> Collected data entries
▼

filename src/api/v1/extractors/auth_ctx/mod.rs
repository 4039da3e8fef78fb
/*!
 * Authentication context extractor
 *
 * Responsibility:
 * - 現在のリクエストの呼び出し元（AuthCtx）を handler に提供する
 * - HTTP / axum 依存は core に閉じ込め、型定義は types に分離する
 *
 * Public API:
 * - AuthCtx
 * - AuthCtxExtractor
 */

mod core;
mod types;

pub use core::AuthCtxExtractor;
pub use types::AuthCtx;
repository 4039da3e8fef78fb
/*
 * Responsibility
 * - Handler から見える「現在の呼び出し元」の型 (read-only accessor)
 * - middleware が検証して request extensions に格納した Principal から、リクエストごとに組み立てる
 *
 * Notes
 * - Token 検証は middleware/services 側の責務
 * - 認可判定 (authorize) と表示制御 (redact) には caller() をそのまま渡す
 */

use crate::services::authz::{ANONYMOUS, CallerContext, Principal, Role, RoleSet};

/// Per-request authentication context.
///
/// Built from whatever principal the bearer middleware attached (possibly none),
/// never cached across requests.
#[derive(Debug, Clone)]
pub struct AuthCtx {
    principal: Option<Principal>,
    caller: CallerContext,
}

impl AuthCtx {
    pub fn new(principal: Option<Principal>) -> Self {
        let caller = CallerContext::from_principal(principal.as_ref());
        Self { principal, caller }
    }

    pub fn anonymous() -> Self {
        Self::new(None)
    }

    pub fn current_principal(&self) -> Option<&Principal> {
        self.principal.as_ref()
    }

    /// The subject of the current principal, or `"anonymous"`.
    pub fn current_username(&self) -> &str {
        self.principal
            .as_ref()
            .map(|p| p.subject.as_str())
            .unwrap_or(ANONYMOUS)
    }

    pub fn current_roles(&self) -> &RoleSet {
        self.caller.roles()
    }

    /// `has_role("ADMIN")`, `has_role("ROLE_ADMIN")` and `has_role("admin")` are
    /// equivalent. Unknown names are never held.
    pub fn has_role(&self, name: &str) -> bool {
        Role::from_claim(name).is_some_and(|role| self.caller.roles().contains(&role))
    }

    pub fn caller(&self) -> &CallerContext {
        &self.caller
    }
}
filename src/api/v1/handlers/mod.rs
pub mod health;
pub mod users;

▲
▼

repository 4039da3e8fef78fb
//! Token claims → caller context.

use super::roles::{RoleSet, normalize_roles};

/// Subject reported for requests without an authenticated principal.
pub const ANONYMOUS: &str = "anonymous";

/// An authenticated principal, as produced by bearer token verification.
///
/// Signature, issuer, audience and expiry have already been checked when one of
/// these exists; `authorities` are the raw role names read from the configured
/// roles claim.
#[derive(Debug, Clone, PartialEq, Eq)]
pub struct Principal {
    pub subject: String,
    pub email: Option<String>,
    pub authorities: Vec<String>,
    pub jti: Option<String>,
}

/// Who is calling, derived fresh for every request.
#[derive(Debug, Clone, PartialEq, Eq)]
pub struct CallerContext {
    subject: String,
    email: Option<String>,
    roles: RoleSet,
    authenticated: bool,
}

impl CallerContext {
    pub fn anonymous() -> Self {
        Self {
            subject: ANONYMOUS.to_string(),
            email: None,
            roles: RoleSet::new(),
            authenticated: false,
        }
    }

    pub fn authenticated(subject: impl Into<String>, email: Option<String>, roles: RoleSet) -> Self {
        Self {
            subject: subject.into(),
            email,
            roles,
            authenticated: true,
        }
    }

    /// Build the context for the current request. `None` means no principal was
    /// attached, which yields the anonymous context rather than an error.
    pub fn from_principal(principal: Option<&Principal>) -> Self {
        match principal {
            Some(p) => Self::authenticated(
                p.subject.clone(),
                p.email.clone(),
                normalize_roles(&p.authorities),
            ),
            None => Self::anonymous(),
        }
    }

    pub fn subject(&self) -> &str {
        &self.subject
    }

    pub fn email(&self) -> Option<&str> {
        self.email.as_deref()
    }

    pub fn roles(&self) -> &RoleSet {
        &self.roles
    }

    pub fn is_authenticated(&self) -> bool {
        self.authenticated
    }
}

▲

> Work task
Copy each line of the entries in which the string "core" is found.

> Answer to this problem
 * - HTTP / axum 依存は core に閉じ込め、型定義は types に分離する
mod core;
pub use core::AuthCtxExtractor;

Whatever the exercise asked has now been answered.